• **EXERCISE REQUIREMENTS**: Check each line of the entries below for the word "lookup", and copy out the ones that have it.

[Collected data entries]
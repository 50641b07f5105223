// This Source Code Form is subject to the terms of the Mozilla Public
// License, v. 2.0. If a copy of the MPL was not distributed with this
// file, You can obtain one at http://mozilla.org/MPL/2.0/.

//! Convolution kernels used to put visibilities onto a grid.

use std::num::NonZeroUsize;

use serde::{Deserialize, Serialize};
use strum_macros::{Display, EnumIter, EnumString};

use crate::{constants::*, math::sinc, params::ConfigError};

/// The names of the kernel families.
#[derive(Debug, Clone, Copy, PartialEq, Eq, Display, EnumIter, EnumString)]
pub enum KernelType {
    #[strum(serialize = "nearest")]
    Nearest,

    #[strum(serialize = "pillbox")]
    Pillbox,

    #[strum(serialize = "gaussian-sinc")]
    GaussianSinc,

    #[strum(serialize = "prolate-spheroidal")]
    ProlateSpheroidal,
}

/// A gridding convolution kernel. All distances are in grid cells, and the
/// kernel is applied separably along u and v.
#[derive(Debug, Clone, Copy, PartialEq, Serialize, Deserialize)]
#[serde(tag = "family", rename_all = "kebab-case")]
pub enum Kernel {
    /// Put each visibility into its nearest cell only.
    Nearest,

    /// Equal weight for every cell within `support`.
    Pillbox { support: f64 },

    /// sinc(d / sinc_width) * exp(-(d / gauss_width)^2).
    GaussianSinc {
        support: f64,
        sinc_width: f64,
        gauss_width: f64,
    },

    /// Schwab's rational approximation to the zero-order prolate spheroidal
    /// wave function (alpha = 1, full width = 2 * support).
    ProlateSpheroidal { support: f64 },
}

impl Default for Kernel {
    fn default() -> Self {
        Kernel::from_type(KernelType::ProlateSpheroidal, None)
    }
}

impl Kernel {
    /// Make a kernel of the given family. If `support` isn't given, the
    /// family's default is used.
    pub fn from_type(kernel_type: KernelType, support: Option<f64>) -> Kernel {
        match kernel_type {
            KernelType::Nearest => Kernel::Nearest,
            KernelType::Pillbox => Kernel::Pillbox {
                support: support.unwrap_or(DEFAULT_PILLBOX_SUPPORT),
            },
            KernelType::GaussianSinc => Kernel::GaussianSinc {
                support: support.unwrap_or(DEFAULT_KERNEL_SUPPORT),
                sinc_width: DEFAULT_SINC_WIDTH,
                gauss_width: DEFAULT_GAUSS_WIDTH,
            },
            KernelType::ProlateSpheroidal => Kernel::ProlateSpheroidal {
                support: support.unwrap_or(DEFAULT_KERNEL_SUPPORT),
            },
        }
    }

    pub fn kernel_type(&self) -> KernelType {
        match self {
            Kernel::Nearest => KernelType::Nearest,
            Kernel::Pillbox { .. } => KernelType::Pillbox,
            Kernel::GaussianSinc { .. } => KernelType::GaussianSinc,
            Kernel::ProlateSpheroidal { .. } => KernelType::ProlateSpheroidal,
        }
    }

    /// The support radius \[grid cells\].
    pub fn support(&self) -> f64 {
        match *self {
            Kernel::Nearest => 0.5,
            Kernel::Pillbox { support }
            | Kernel::GaussianSinc { support, .. }
            | Kernel::ProlateSpheroidal { support } => support,
        }
    }

    /// The value of the kernel `distance` cells from its centre.
    pub fn evaluate(&self, distance: f64) -> f64 {
        let d = distance.abs();
        if d > self.support() {
            return 0.0;
        }

        match *self {
            Kernel::Nearest | Kernel::Pillbox { .. } => 1.0,

            Kernel::GaussianSinc {
                sinc_width,
                gauss_width,
                ..
            } => sinc(d / sinc_width) * (-(d / gauss_width).powi(2)).exp(),

            Kernel::ProlateSpheroidal { support } => {
                let nu = d / support;
                (1.0 - nu * nu) * spheroidal(nu)
            }
        }
    }

    pub(crate) fn validate(&self, rows: usize, cols: usize) -> Result<(), ConfigError> {
        let support = self.support();
        let max = (rows.min(cols) / 2) as f64;
        if !(support.is_finite() && support > 0.0 && support <= max) {
            return Err(ConfigError::KernelSupport { support, max });
        }
        if let Kernel::GaussianSinc {
            sinc_width,
            gauss_width,
            ..
        } = *self
        {
            if !(sinc_width.is_finite() && sinc_width > 0.0) {
                return Err(ConfigError::KernelWidth(sinc_width));
            }
            if !(gauss_width.is_finite() && gauss_width > 0.0) {
                return Err(ConfigError::KernelWidth(gauss_width));
            }
        }
        Ok(())
    }
}

/// The zero-order prolate spheroidal function with alpha = 1 and m = 6,
/// evaluated with Schwab's rational approximation. `nu` is in [0, 1].
pub(crate) fn spheroidal(nu: f64) -> f64 {
    const P: [[f64; 5]; 2] = [
        [8.203343e-2, -3.644705e-1, 6.278660e-1, -5.335581e-1, 2.312756e-1],
        [4.028559e-3, -3.697768e-2, 1.021332e-1, -1.201436e-1, 6.412774e-2],
    ];
    const Q: [[f64; 3]; 2] = [
        [1.0, 8.212018e-1, 2.078043e-1],
        [1.0, 9.599102e-1, 2.918724e-1],
    ];

    let nu = nu.abs();
    if nu > 1.0 {
        return 0.0;
    }
    let (part, nu_end) = if nu < 0.75 { (0, 0.75) } else { (1, 1.0) };
    let del_nu_sq = nu * nu - nu_end * nu_end;
    let top = P[part].iter().rev().fold(0.0, |acc, p| acc * del_nu_sq + p);
    let bot = Q[part].iter().rev().fold(0.0, |acc, q| acc * del_nu_sq + q);
    if bot > 0.0 {
        top / bot
    } else {
        0.0
    }
}

/// A kernel tabulated at `oversample` points per grid cell, from the centre
/// out to the support radius.
#[derive(Debug, Clone)]
pub struct KernelTable {
    kernel: Kernel,
    values: Vec<f64>,
    oversample: usize,
}

impl KernelTable {
    pub fn new(kernel: Kernel, oversample: NonZeroUsize) -> KernelTable {
        let oversample = oversample.get();
        let len = (kernel.support() * oversample as f64).floor() as usize + 1;
        let values = (0..len)
            .map(|i| kernel.evaluate(i as f64 / oversample as f64))
            .collect();
        KernelTable {
            kernel,
            values,
            oversample,
        }
    }

    pub fn kernel(&self) -> Kernel {
        self.kernel
    }

    /// The tabulated kernel value nearest to `distance` cells from the centre.
    pub fn lookup(&self, distance: f64) -> f64 {
        let index = (distance.abs() * self.oversample as f64).round() as usize;
        self.values.get(index).copied().unwrap_or(0.0)
    }

    /// The image-plane correction for this kernel along an axis of `n`
    /// pixels: the discrete Fourier transform of the kernel sampled at whole
    /// cell offsets, normalised to 1 at the phase centre. This is the taper
    /// gridding applies to a visibility at a cell centre, so dividing by it
    /// makes the dirty image of such data exactly the image of the sampled
    /// cells. Negative values (a pillbox's sidelobes) are clamped to 0; the
    /// 2D correction is floored instead, see
    /// [`super::grid_correction`].
    ///
    /// Nearest-cell gridding doesn't convolve, so its correction is 1.
    pub fn grid_correction(&self, n: usize) -> Vec<f64> {
        if let Kernel::Nearest = self.kernel {
            return vec![1.0; n];
        }

        let reach = self.kernel.support().floor() as usize;
        let taps: Vec<f64> = (0..=reach).map(|d| self.lookup(d as f64)).collect();
        let centre = n / 2;
        let transform = |x: f64| -> f64 {
            taps.iter()
                .enumerate()
                .map(|(d, &k)| {
                    let w = if d == 0 { 1.0 } else { 2.0 };
                    w * k * (TAU * d as f64 * x).cos()
                })
                .sum::<f64>()
        };
        let norm = transform(0.0);
        (0..n)
            .map(|p| {
                let x = (p as f64 - centre as f64) / n as f64;
                (transform(x) / norm).max(0.0)
            })
            .collect()
    }
}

• **OUTPUT OF THE TASK**:
    pub fn lookup(&self, distance: f64) -> f64 {
        let taps: Vec<f64> = (0..=reach).map(|d| self.lookup(d as f64)).collect();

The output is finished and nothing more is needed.